Even this document is important only for the language, it proves the peculiarities of the northern dialect from this is the lexicon. The author uses the Latin alphabet of the Gothic type to write the Albanian language.

==The lexicon==

| Old Albanian | Modern Albanian | English |
|---|---|---|
| Boicke | Bukë | Bread |
| Vene | Venë (Gheg Albanian) | Wine |
| Oie | Ujë | Water |
| Mische | Mish | Meat |
| Jat | Djath | Cheese |
| Foeie | Vezë | Egg |
| Oitter | Uthull | Vinegar |
| Poylle | Pulë | Chicken |
| Pyske | Peshk | Fish |
| Krup | Kripë | Salt |
| Myr | Mirë | Good |
| Kycge | Keq | Bad |
| Megarune | Me ngrënë | To eat |
| Pijnë | Me pi | To drink |
| Tauerne | Tavernë | Tavern |
| Geneyre | Një njeri | One man |
| Groëa | Grua | Woman |
| Denarye | Para | Denar (money) |
| Sto | Ashtu | Yes |
| Jae | Jo | No |
| Criste | Zot | God (Christ) |
| Dreck | Dreq | Devil |
| Kijrij | Qiri | Candle |
| Kale | Kalë | Horse |
| Elbe | Elb | Barley |
| Fijet | Me flejt | Sleep |
| Mirenestrasse | Mirë ndeshë të rashë | Good Morning |
| Myreprama | Mirë mbrëma | Good Evening |
| Meretzewen | Mirë se vjen | Welcome |
| Ake ja kasse zet ve | A ke gjëkafshë të re | What do you have that I like |
| Kess felgen gjo kaffs | Qish vlen kjo kafshë | How much does that cost |
| Do daple | Do ta blej | I'll buy it |
| Laff ne kammijss | Laj një këmishë | Wash my shirt |
| Ne kaffs | Një kafshë | What is that called (here the translation of the author is probably wrong as "një kafshë" would mean "one thing" |
| Nea | Një | One |
| Dua | Dy | Two |
| Trij | Tre | Three |
| Quater | Katër | Four |
| Pessa | Pesë | Five |
| Jast | Gjashtë | Six |
| Statte | Shtatë | Seven |
| Tette | Tetë | Eight |
| Nante | Nëntë | Nine |
| Dieta | Dhjetë | Ten |
| Nijtgint | Njëqind | One hundred |
| Nemijgo | Njëmijë | One thousand |

== Other additions ==
The traveler, in addition to the list of words, expressions and numbers, has left some notes in those places of the Albanian coast where he passed.
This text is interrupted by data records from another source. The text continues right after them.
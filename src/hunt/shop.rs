//! Town shop: fixed catalog, sell-back markdown and the buy/sell dialogue.
//!
//! Every shop carries the same catalog. What differs between shops is the
//! markdown applied when buying items back from the hunter and whether the
//! samurai discount is in force. A shop keeps no customer between visits; the
//! hunter is passed into each call.

use log::debug;

use super::hunter::Hunter;
use super::io::{normalize, Input, Output, Style};
use crate::logutil::escape_input;

/// Base prices, in listing order.
pub const CATALOG: [(&str, i32); 8] = [
    ("water", 2),
    ("rope", 4),
    ("machete", 6),
    ("horse", 12),
    ("boat", 20),
    ("boots", 10),
    ("shovel", 8),
    ("sword", 0),
];

/// Only stocked in samurai mode.
pub const SWORD: &str = "sword";

/// Latest-news line once the hunter walks out, whatever happened inside.
pub const LEFT_SHOP: &str = "You left the shop";

#[derive(Debug, Clone, Copy, PartialEq, Eq)]
pub enum ShopMode {
    Buy,
    Sell,
}

#[derive(Debug, Clone)]
pub struct Shop {
    markdown: f64,
    samurai_mode: bool,
}

impl Shop {
    pub fn new(markdown: f64, samurai_mode: bool) -> Self {
        Shop {
            markdown,
            samurai_mode,
        }
    }

    pub fn markdown(&self) -> f64 {
        self.markdown
    }

    /// Catalog price, or `None` for things no shop has heard of.
    pub fn base_price(item: &str) -> Option<i32> {
        let item = normalize(item);
        CATALOG
            .iter()
            .find(|(name, _)| *name == item)
            .map(|(_, price)| *price)
    }

    /// Whether this shop will sell `item` at all.
    pub fn stocks(&self, item: &str) -> bool {
        let item = normalize(item);
        Shop::base_price(&item).is_some() && (item != SWORD || self.samurai_mode)
    }

    /// Samurai shops give sword owners everything for nothing.
    pub fn samurai_discount(&self, customer: &Hunter) -> bool {
        self.samurai_mode && customer.has_item_in_kit(SWORD)
    }

    /// What `customer` pays for `item`; zero when unstocked or discounted.
    pub fn buy_price(&self, item: &str, customer: &Hunter) -> i32 {
        if !self.stocks(item) || self.samurai_discount(customer) {
            return 0;
        }
        Shop::base_price(item).unwrap_or(0)
    }

    /// What the shop pays for `item`: base price times markdown, rounded down.
    pub fn sell_price(&self, item: &str) -> i32 {
        let base = Shop::base_price(item).unwrap_or(0);
        (base as f64 * self.markdown).floor() as i32
    }

    pub fn price_for(&self, item: &str, is_buying: bool, customer: &Hunter) -> i32 {
        if is_buying {
            self.buy_price(item, customer)
        } else {
            self.sell_price(item)
        }
    }

    /// Price list as shown to `customer`, one `Item: N gold` line per entry.
    pub fn inventory(&self, customer: &Hunter) -> String {
        let discount = self.samurai_discount(customer);
        CATALOG
            .iter()
            .filter(|(name, _)| self.stocks(name) && !(discount && *name == SWORD))
            .map(|(name, _)| {
                format!("{}: {} gold", capitalize(name), self.buy_price(name, customer))
            })
            .collect::<Vec<_>>()
            .join("\n")
    }

    /// Run one buy or sell visit. Prompts go through `out`, replies come from
    /// `input`. Returns the line the town keeps as its latest news.
    pub fn enter(
        &self,
        hunter: &mut Hunter,
        mode: ShopMode,
        out: &mut dyn Output,
        input: &mut dyn Input,
    ) -> String {
        match mode {
            ShopMode::Buy => self.buy_dialogue(hunter, out, input),
            ShopMode::Sell => self.sell_dialogue(hunter, out, input),
        }
        LEFT_SHOP.to_string()
    }

    fn buy_dialogue(&self, hunter: &mut Hunter, out: &mut dyn Output, input: &mut dyn Input) {
        out.present(
            "Welcome to the shop! We have the finest wares in town.",
            Style::Normal,
        );
        out.present("Currently we have the following items:", Style::Normal);
        out.present(&self.inventory(hunter), Style::Normal);
        out.present("What're you lookin' to buy? ", Style::Prompt);
        let Some(line) = input.read_line() else {
            return;
        };
        let item = normalize(&line);
        if !self.stocks(&item) {
            debug!("shop: no stock for '{}'", escape_input(&item));
            out.present("We ain't got none of those.", Style::Warning);
            return;
        }
        let cost = self.buy_price(&item, hunter);
        out.present(
            &format!("It'll cost you {} gold. Buy it (y/n)? ", cost),
            Style::Prompt,
        );
        if confirmed(input) {
            self.buy_item(hunter, &item, cost, out);
        }
    }

    fn sell_dialogue(&self, hunter: &mut Hunter, out: &mut dyn Output, input: &mut dyn Input) {
        out.present("What're you lookin' to sell? ", Style::Prompt);
        out.present(
            &format!(
                "You currently have the following items: {}",
                hunter.inventory()
            ),
            Style::Normal,
        );
        let Some(line) = input.read_line() else {
            return;
        };
        let item = normalize(&line);
        let price = self.sell_price(&item);
        if price == 0 {
            out.present("We don't want none of those.", Style::Warning);
            return;
        }
        out.present(
            &format!("It'll get you {} gold. Sell it (y/n)? ", price),
            Style::Prompt,
        );
        if confirmed(input) {
            self.sell_item(hunter, &item, price, out);
        }
    }

    fn buy_item(&self, hunter: &mut Hunter, item: &str, cost: i32, out: &mut dyn Output) {
        if hunter.buy_item(item, cost) {
            debug!("shop: {} bought {} for {}", hunter.name(), item, cost);
            out.present(
                &format!("Ye' got yerself a {}. Come again soon.", item),
                Style::Success,
            );
        } else {
            out.present(
                "Hmm, either you don't have enough gold or you've already got one of those!",
                Style::Warning,
            );
        }
    }

    fn sell_item(&self, hunter: &mut Hunter, item: &str, price: i32, out: &mut dyn Output) {
        if hunter.sell_item(item, price) {
            debug!("shop: {} sold {} for {}", hunter.name(), item, price);
            out.present("Pleasure doin' business with you.", Style::Success);
        } else {
            out.present("Stop stringin' me along!", Style::Warning);
        }
    }
}

/// A `y` reply, after normalising. Exhausted input counts as no.
fn confirmed(input: &mut dyn Input) -> bool {
    input.read_line().map(|l| normalize(&l) == "y").unwrap_or(false)
}

fn capitalize(name: &str) -> String {
    let mut chars = name.chars();
    match chars.next() {
        Some(first) => first.to_uppercase().chain(chars).collect(),
        None => String::new(),
    }
}
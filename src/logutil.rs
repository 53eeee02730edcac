//! Logging helpers for player-typed text, so every log record stays on one line.

/// Longest stretch of a player line worth keeping in a log record.
const MAX_PREVIEW: usize = 80;

/// Render a raw player line for logging.
///
/// The trailing line ending is dropped, anything unprintable left inside is
/// shown with Rust escapes (`\t`, `\n`, `\u{7}`), and the result is capped at
/// [`MAX_PREVIEW`] characters with a trailing ellipsis.
pub fn escape_input(raw: &str) -> String {
    let line = raw.trim_end_matches(|c: char| c == '\r' || c == '\n');
    let mut out: String = line
        .chars()
        .take(MAX_PREVIEW)
        .flat_map(char::escape_debug)
        .collect();
    if line.chars().nth(MAX_PREVIEW).is_some() {
        out.push('…');
    }
    out
}
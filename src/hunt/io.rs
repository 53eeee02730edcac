//! Player-facing collaborators: where narration goes and where commands come from.
//!
//! The engine only knows the [`Output`] and [`Input`] traits. The console
//! implementations back the binary; [`ScriptedInput`] and [`Transcript`] back
//! headless play and the tests.

use std::collections::VecDeque;
use std::io::{BufRead, StdinLock, Write};

/// Abstract styling for a piece of narration. Renderers decide what it looks like.
#[derive(Debug, Clone, Copy, PartialEq, Eq)]
pub enum Style {
    Normal,
    /// A question that waits for a reply; rendered without a trailing newline.
    Prompt,
    Warning,
    Success,
    Highlight,
}

/// Receives narration. Must not block on the player or touch game state.
pub trait Output {
    fn present(&mut self, text: &str, style: Style);
}

/// Supplies one line of player text at a time; `None` once the source is exhausted.
pub trait Input {
    fn read_line(&mut self) -> Option<String>;
}

/// Lowercase and trim a raw player line the way every consumer expects it.
pub fn normalize(raw: &str) -> String {
    raw.trim().to_lowercase()
}

/// Narration on stdout, with ANSI colors when stdout is a terminal.
pub struct ConsoleOutput {
    color: bool,
}

impl ConsoleOutput {
    pub fn new() -> Self {
        Self {
            color: atty::is(atty::Stream::Stdout),
        }
    }

    fn paint(&self, style: Style) -> (&'static str, &'static str) {
        if !self.color {
            return ("", "");
        }
        let code = match style {
            Style::Normal => return ("", ""),
            Style::Prompt => "\x1b[34m",
            Style::Warning => "\x1b[31m",
            Style::Success => "\x1b[32m",
            Style::Highlight => "\x1b[33m",
        };
        (code, "\x1b[0m")
    }
}

impl Default for ConsoleOutput {
    fn default() -> Self {
        Self::new()
    }
}

impl Output for ConsoleOutput {
    fn present(&mut self, text: &str, style: Style) {
        let (on, off) = self.paint(style);
        let mut out = std::io::stdout().lock();
        let res = if style == Style::Prompt {
            write!(out, "{on}{text}{off}").and_then(|_| out.flush())
        } else {
            writeln!(out, "{on}{text}{off}")
        };
        if let Err(e) = res {
            log::warn!("console: failed to write narration: {}", e);
        }
    }
}

/// Player lines from stdin, or any other buffered reader.
///
/// Bytes that are not UTF-8 are replaced rather than refused, so a garbled
/// line still reaches the menu and gets re-prompted. Piped stdin is echoed so
/// the transcript reads naturally.
pub struct ConsoleInput<R: BufRead = StdinLock<'static>> {
    reader: R,
    echo: bool,
}

impl ConsoleInput {
    pub fn new() -> Self {
        Self {
            reader: std::io::stdin().lock(),
            echo: !atty::is(atty::Stream::Stdin),
        }
    }
}

impl<R: BufRead> ConsoleInput<R> {
    /// Read from `reader` without echoing.
    pub fn from_reader(reader: R) -> Self {
        Self {
            reader,
            echo: false,
        }
    }
}

impl Default for ConsoleInput {
    fn default() -> Self {
        Self::new()
    }
}

impl<R: BufRead> Input for ConsoleInput<R> {
    fn read_line(&mut self) -> Option<String> {
        let mut buf = Vec::new();
        match self.reader.read_until(b'\n', &mut buf) {
            Ok(0) => None,
            Ok(_) => {
                let line = String::from_utf8_lossy(&buf).into_owned();
                if self.echo {
                    println!("{}", line.trim_end());
                }
                Some(line)
            }
            Err(e) => {
                log::warn!("console: failed to read input: {}", e);
                None
            }
        }
    }
}

/// Pre-recorded player lines, consumed front to back.
#[derive(Debug, Clone, Default)]
pub struct ScriptedInput {
    lines: VecDeque<String>,
}

impl ScriptedInput {
    pub fn new<S: Into<String>>(lines: impl IntoIterator<Item = S>) -> Self {
        Self {
            lines: lines.into_iter().map(Into::into).collect(),
        }
    }

    pub fn remaining(&self) -> usize {
        self.lines.len()
    }
}

impl Input for ScriptedInput {
    fn read_line(&mut self) -> Option<String> {
        self.lines.pop_front()
    }
}

/// Records everything presented, in order.
#[derive(Debug, Clone, Default)]
pub struct Transcript {
    entries: Vec<(String, Style)>,
}

impl Transcript {
    pub fn new() -> Self {
        Self::default()
    }

    pub fn entries(&self) -> &[(String, Style)] {
        &self.entries
    }

    /// Every presented string joined by newlines.
    pub fn text(&self) -> String {
        self.entries
            .iter()
            .map(|(t, _)| t.as_str())
            .collect::<Vec<_>>()
            .join("\n")
    }

    pub fn contains(&self, needle: &str) -> bool {
        self.entries.iter().any(|(t, _)| t.contains(needle))
    }

    /// How many presented strings contain `needle`.
    pub fn count(&self, needle: &str) -> usize {
        self.entries.iter().filter(|(t, _)| t.contains(needle)).count()
    }

    pub fn last(&self) -> Option<&str> {
        self.entries.last().map(|(t, _)| t.as_str())
    }

    pub fn clear(&mut self) {
        self.entries.clear();
    }
}

impl Output for Transcript {
    fn present(&mut self, text: &str, style: Style) {
        self.entries.push((text.to_string(), style));
    }
}
//! Treasure Hunter game engine.
//!
//! A hunter starts with a little gold and travels from town to town. Each town
//! is walled in by terrain that can only be crossed with the right tool, has a
//! shop that buys and sells those tools, and hides one search worth of treasure.
//! Collect the crown, the trophy and the gem to win; run out of gold to lose.
//!
//! The engine is single-threaded and turn based. It talks to the player only
//! through [`io::Output`] and [`io::Input`] and draws every random number from
//! an [`rng::Entropy`], so a whole game can be replayed from a script.

pub mod commands;
pub mod errors;
pub mod hunter;
pub mod io;
pub mod mode;
pub mod rng;
pub mod session;
pub mod shop;
pub mod terrain;
pub mod town;

pub use commands::Command;
pub use errors::HuntError;
pub use hunter::{Hunter, Treasure};
pub use io::{ConsoleInput, ConsoleOutput, Input, Output, ScriptedInput, Style, Transcript};
pub use mode::{GameMode, ModeSettings, ModeTuning};
pub use rng::{Entropy, RandEntropy, ScriptedEntropy};
pub use session::{Ending, GameSession};
pub use shop::{Shop, ShopMode};
pub use terrain::{Terrain, TerrainKind};
pub use town::{DigOutcome, Town, Trouble};
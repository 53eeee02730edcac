//! The player character: gold, kit and collected treasures.

use std::collections::BTreeSet;
use std::fmt;

use super::io::normalize;

/// Something a town can yield when the hunter searches it.
#[derive(Debug, Clone, Copy, PartialEq, Eq, PartialOrd, Ord, Hash)]
pub enum Treasure {
    Crown,
    Trophy,
    Gem,
    /// Found often, worth nothing, never collected.
    Dust,
}

impl Treasure {
    /// Draw order for a town search; each bucket is equally likely.
    pub const ALL: [Treasure; 4] = [
        Treasure::Crown,
        Treasure::Trophy,
        Treasure::Gem,
        Treasure::Dust,
    ];

    /// The three treasures that win the game.
    pub const COLLECTIBLE: [Treasure; 3] = [Treasure::Crown, Treasure::Trophy, Treasure::Gem];

    pub fn name(self) -> &'static str {
        match self {
            Treasure::Crown => "crown",
            Treasure::Trophy => "trophy",
            Treasure::Gem => "gem",
            Treasure::Dust => "dust",
        }
    }

    pub fn is_collectible(self) -> bool {
        self != Treasure::Dust
    }
}

impl fmt::Display for Treasure {
    fn fmt(&self, f: &mut fmt::Formatter<'_>) -> fmt::Result {
        f.write_str(self.name())
    }
}

#[derive(Debug, Clone)]
pub struct Hunter {
    name: String,
    gold: i32,
    kit: BTreeSet<String>,
    treasures: BTreeSet<Treasure>,
}

impl Hunter {
    /// New hunter with an empty kit. The name is trimmed and lowercased.
    pub fn new(name: &str, starting_gold: i32) -> Self {
        Hunter {
            name: normalize(name),
            gold: starting_gold,
            kit: BTreeSet::new(),
            treasures: BTreeSet::new(),
        }
    }

    pub fn name(&self) -> &str {
        &self.name
    }

    pub fn gold(&self) -> i32 {
        self.gold
    }

    /// Owned items in name order.
    pub fn kit(&self) -> impl Iterator<Item = &str> {
        self.kit.iter().map(String::as_str)
    }

    pub fn kit_len(&self) -> usize {
        self.kit.len()
    }

    pub fn treasures(&self) -> impl Iterator<Item = Treasure> + '_ {
        self.treasures.iter().copied()
    }

    /// Pay `cost` for `item`. Refused, with nothing changed, when the hunter
    /// cannot afford it or already owns one.
    pub fn buy_item(&mut self, item: &str, cost: i32) -> bool {
        let item = normalize(item);
        if cost > self.gold || self.kit.contains(&item) {
            return false;
        }
        self.gold = self.gold.saturating_sub(cost);
        self.kit.insert(item);
        true
    }

    /// Hand over `item` for `price` gold. Refused when it is not in the kit.
    pub fn sell_item(&mut self, item: &str, price: i32) -> bool {
        if !self.remove_item_from_kit(item) {
            return false;
        }
        self.gold = self.gold.saturating_add(price);
        true
    }

    /// Adjust gold by `delta`, clamping at the `i32` bounds. Brawl losses may
    /// push the balance below zero.
    pub fn change_gold(&mut self, delta: i32) {
        self.gold = self.gold.saturating_add(delta);
    }

    /// Drop `item` from the kit, reporting whether it was there.
    pub fn remove_item_from_kit(&mut self, item: &str) -> bool {
        self.kit.remove(&normalize(item))
    }

    pub fn has_item_in_kit(&self, item: &str) -> bool {
        self.kit.contains(&normalize(item))
    }

    pub fn has_item_in_treasure_list(&self, treasure: Treasure) -> bool {
        self.treasures.contains(&treasure)
    }

    /// Record a treasure. Adding one twice is harmless.
    pub fn add_treasure(&mut self, treasure: Treasure) {
        self.treasures.insert(treasure);
    }

    pub fn has_all_treasures(&self) -> bool {
        Treasure::COLLECTIBLE
            .iter()
            .all(|t| self.treasures.contains(t))
    }

    /// Kit contents for listings, e.g. `rope, water` or `nothing`.
    pub fn inventory(&self) -> String {
        if self.kit.is_empty() {
            "nothing".to_string()
        } else {
            self.kit().collect::<Vec<_>>().join(", ")
        }
    }

    /// Status block shown every turn.
    pub fn info_string(&self) -> String {
        let mut s = format!("{} has {} gold", self.name, self.gold);
        if !self.kit.is_empty() {
            s.push_str(&format!(" and a kit of: {}", self.inventory()));
        }
        s.push('.');
        if !self.treasures.is_empty() {
            let found: Vec<&str> = self.treasures.iter().map(|t| t.name()).collect();
            s.push_str(&format!("\nTreasures found: {}.", found.join(", ")));
        }
        s
    }
}
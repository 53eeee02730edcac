//! Binary entrypoint for the Treasure Hunter CLI.
//!
//! Commands:
//! - `play [--seed <n>]` - play one game on this terminal
//! - `init` - write a starter `treasure-hunter.toml`
//! - `modes` - print the resolved difficulty table as JSON
//!
//! See the library crate docs for module-level details: `treasure_hunter::`.
use anyhow::{anyhow, Result};
use clap::{Parser, Subcommand};
use log::{info, warn};

use treasure_hunter::config::Config;
use treasure_hunter::hunt::{ConsoleInput, ConsoleOutput, GameSession, RandEntropy};

#[derive(Parser)]
#[command(name = "treasure-hunter")]
#[command(about = "A text-adventure treasure hunt across randomly generated towns")]
#[command(version)]
struct Cli {
    #[command(subcommand)]
    command: Commands,

    /// Configuration file path (can be used before or after subcommand)
    #[arg(short, long, default_value = "treasure-hunter.toml", global = true)]
    config: String,

    /// Verbose logging (-v, -vv for more; may appear before or after subcommand)
    #[arg(short, long, action = clap::ArgAction::Count, global = true)]
    verbose: u8,
}

#[derive(Subcommand)]
enum Commands {
    /// Play a game on stdin/stdout
    Play {
        /// Seed the random source so a game can be replayed
        #[arg(short, long)]
        seed: Option<u64>,
    },
    /// Write a default configuration file
    Init,
    /// Show the difficulty table in effect
    Modes,
}

#[tokio::main]
async fn main() -> Result<()> {
    let cli = Cli::parse();

    match cli.command {
        Commands::Play { seed } => {
            let config = load_or_default(&cli.config, cli.verbose).await?;
            info!("Starting Treasure Hunter v{}", env!("CARGO_PKG_VERSION"));
            let game = config.game.clone();
            // the session blocks on stdin for every turn
            let ending = tokio::task::spawn_blocking(move || {
                let rng = match seed {
                    Some(seed) => {
                        info!("Using fixed seed {}", seed);
                        RandEntropy::seeded(seed)
                    }
                    None => RandEntropy::from_os(),
                };
                let mut session =
                    GameSession::start(&game, ConsoleOutput::new(), ConsoleInput::new(), rng);
                session.play()
            })
            .await
            .map_err(|e| anyhow!("Game session panicked: {}", e))?;
            info!("Game over: {:?}", ending);
        }
        Commands::Init => {
            init_logging(&None, cli.verbose);
            Config::create_default(&cli.config).await?;
            info!("Configuration file created at {}", cli.config);
            println!("Configuration file created at {}", cli.config);
        }
        Commands::Modes => {
            let config = load_or_default(&cli.config, cli.verbose).await?;
            let table = config.game.mode_table();
            println!("{}", serde_json::to_string_pretty(&table)?);
        }
    }

    Ok(())
}

/// Load the config file, falling back to built-in defaults when it is missing.
///
/// A file that exists but fails to parse or validate is still an error.
async fn load_or_default(path: &str, verbosity: u8) -> Result<Config> {
    if !std::path::Path::new(path).exists() {
        init_logging(&None, verbosity);
        warn!("Config file {} not found, using defaults", path);
        eprintln!("No config at {} (run `treasure-hunter init`); using defaults.", path);
        return Ok(Config::default());
    }
    let config = Config::load(path).await?;
    init_logging(&Some(config.clone()), verbosity);
    Ok(config)
}

fn init_logging(config: &Option<Config>, verbosity: u8) {
    use std::io::Write;
    let mut builder = env_logger::Builder::new();
    // CLI verbosity overrides the configured level
    let base_level = match verbosity {
        0 => config
            .as_ref()
            .map(|cfg| cfg.logging.level_filter())
            .unwrap_or(log::LevelFilter::Info),
        1 => log::LevelFilter::Debug,
        _ => log::LevelFilter::Trace,
    };
    builder.filter_level(base_level);
    builder.target(env_logger::Target::Stderr);

    // log lines would interleave with the game text otherwise
    let mirror = verbosity > 0 && atty::is(atty::Stream::Stderr);

    let log_file = config
        .as_ref()
        .and_then(|cfg| cfg.logging.log_file().map(str::to_string))
        .and_then(|file| {
            std::fs::OpenOptions::new()
                .create(true)
                .append(true)
                .open(&file)
                .map_err(|e| eprintln!("Cannot open log file {}: {}", file, e))
                .ok()
        });

    match log_file {
        Some(f) => {
            let write_mutex = std::sync::Arc::new(std::sync::Mutex::new(f));
            builder.format(move |fmt, record| {
                let ts = chrono::Utc::now().format("%Y-%m-%dT%H:%M:%SZ");
                let line = format!("{} [{}] {}", ts, record.level(), record.args());
                if let Ok(mut guard) = write_mutex.lock() {
                    let _ = writeln!(guard, "{}", line);
                }
                if mirror {
                    writeln!(fmt, "{}", line)
                } else {
                    Ok(())
                }
            });
        }
        None => {
            builder.format(move |fmt, record| {
                if !mirror {
                    return Ok(());
                }
                writeln!(
                    fmt,
                    "{} [{}] {}",
                    chrono::Utc::now().format("%Y-%m-%dT%H:%M:%SZ"),
                    record.level(),
                    record.args()
                )
            });
        }
    }
    let _ = builder.try_init();
}
//! Entropy sources for every random branch in the game.
//!
//! The engine never touches a global RNG. Towns, shops and the session draw
//! from whatever [`Entropy`] they are handed, so a seeded [`RandEntropy`] or a
//! [`ScriptedEntropy`] replays a game exactly.

use rand::rngs::StdRng;
use rand::{Rng, RngCore, SeedableRng};
use std::collections::VecDeque;

/// A source of uniform draws in `[0.0, 1.0)`.
pub trait Entropy {
    /// One uniform draw in `[0.0, 1.0)`.
    fn unit(&mut self) -> f64;

    /// True with probability `p`.
    fn chance(&mut self, p: f64) -> bool {
        self.unit() < p
    }

    /// Uniform integer in `1..=max`, scaled from a single draw.
    fn roll(&mut self, max: i32) -> i32 {
        (self.unit() * max as f64) as i32 + 1
    }

    /// Uniform index in `0..len`, scaled from a single draw.
    fn pick(&mut self, len: usize) -> usize {
        ((self.unit() * len as f64) as usize).min(len.saturating_sub(1))
    }
}

/// Entropy backed by any `rand` generator.
#[derive(Debug, Clone)]
pub struct RandEntropy<R: RngCore>(pub R);

impl RandEntropy<StdRng> {
    /// Reproducible source for `--seed` and tests.
    pub fn seeded(seed: u64) -> Self {
        RandEntropy(StdRng::seed_from_u64(seed))
    }

    /// Source seeded from the operating system.
    pub fn from_os() -> Self {
        RandEntropy(StdRng::from_entropy())
    }
}

impl<R: RngCore> Entropy for RandEntropy<R> {
    fn unit(&mut self) -> f64 {
        self.0.gen::<f64>()
    }
}

/// Replays a fixed list of draws, then repeats `fallback` forever.
#[derive(Debug, Clone)]
pub struct ScriptedEntropy {
    draws: VecDeque<f64>,
    fallback: f64,
}

impl ScriptedEntropy {
    pub fn new(draws: impl IntoIterator<Item = f64>) -> Self {
        Self {
            draws: draws.into_iter().collect(),
            fallback: 0.99,
        }
    }

    /// Value returned once the scripted draws run out.
    pub fn with_fallback(mut self, fallback: f64) -> Self {
        self.fallback = fallback;
        self
    }

    /// Queue more draws behind the remaining ones.
    pub fn push(&mut self, draw: f64) {
        self.draws.push_back(draw);
    }

    pub fn remaining(&self) -> usize {
        self.draws.len()
    }
}

impl Entropy for ScriptedEntropy {
    fn unit(&mut self) -> f64 {
        self.draws.pop_front().unwrap_or(self.fallback)
    }
}

#[cfg(test)]
mod tests {
    use super::*;

    #[test]
    fn seeded_sources_repeat() {
        let mut a = RandEntropy::seeded(42);
        let mut b = RandEntropy::seeded(42);
        for _ in 0..32 {
            let (x, y) = (a.unit(), b.unit());
            assert_eq!(x, y);
            assert!((0.0..1.0).contains(&x));
        }
    }

    #[test]
    fn roll_covers_one_to_max() {
        let mut s = ScriptedEntropy::new([0.0, 0.05, 0.5, 0.999]);
        assert_eq!(s.roll(10), 1);
        assert_eq!(s.roll(10), 1);
        assert_eq!(s.roll(10), 6);
        assert_eq!(s.roll(10), 10);
    }

    #[test]
    fn pick_stays_in_bounds() {
        let mut s = ScriptedEntropy::new([0.0, 0.26, 0.74, 0.9999]);
        assert_eq!(s.pick(4), 0);
        assert_eq!(s.pick(4), 1);
        assert_eq!(s.pick(4), 2);
        assert_eq!(s.pick(4), 3);
    }

    #[test]
    fn scripted_falls_back_when_drained() {
        let mut s = ScriptedEntropy::new([0.1]).with_fallback(0.7);
        assert_eq!(s.remaining(), 1);
        assert!(s.chance(0.5));
        assert_eq!(s.unit(), 0.7);
        s.push(0.2);
        assert_eq!(s.unit(), 0.2);
    }
}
Among other things, he writes that "Ulcinj is a beautiful and small Albanian city". For Shkodër, although he passed through it, because the trip Ulcinj-Durrës, did it by sea, he says "that it is a big city just conquered by the Ottomans". He describes the island of Sazan "as a good sea harbor, where there are many boats, on the left side of which is a large village with 2000 hearths, called Vlora" etc.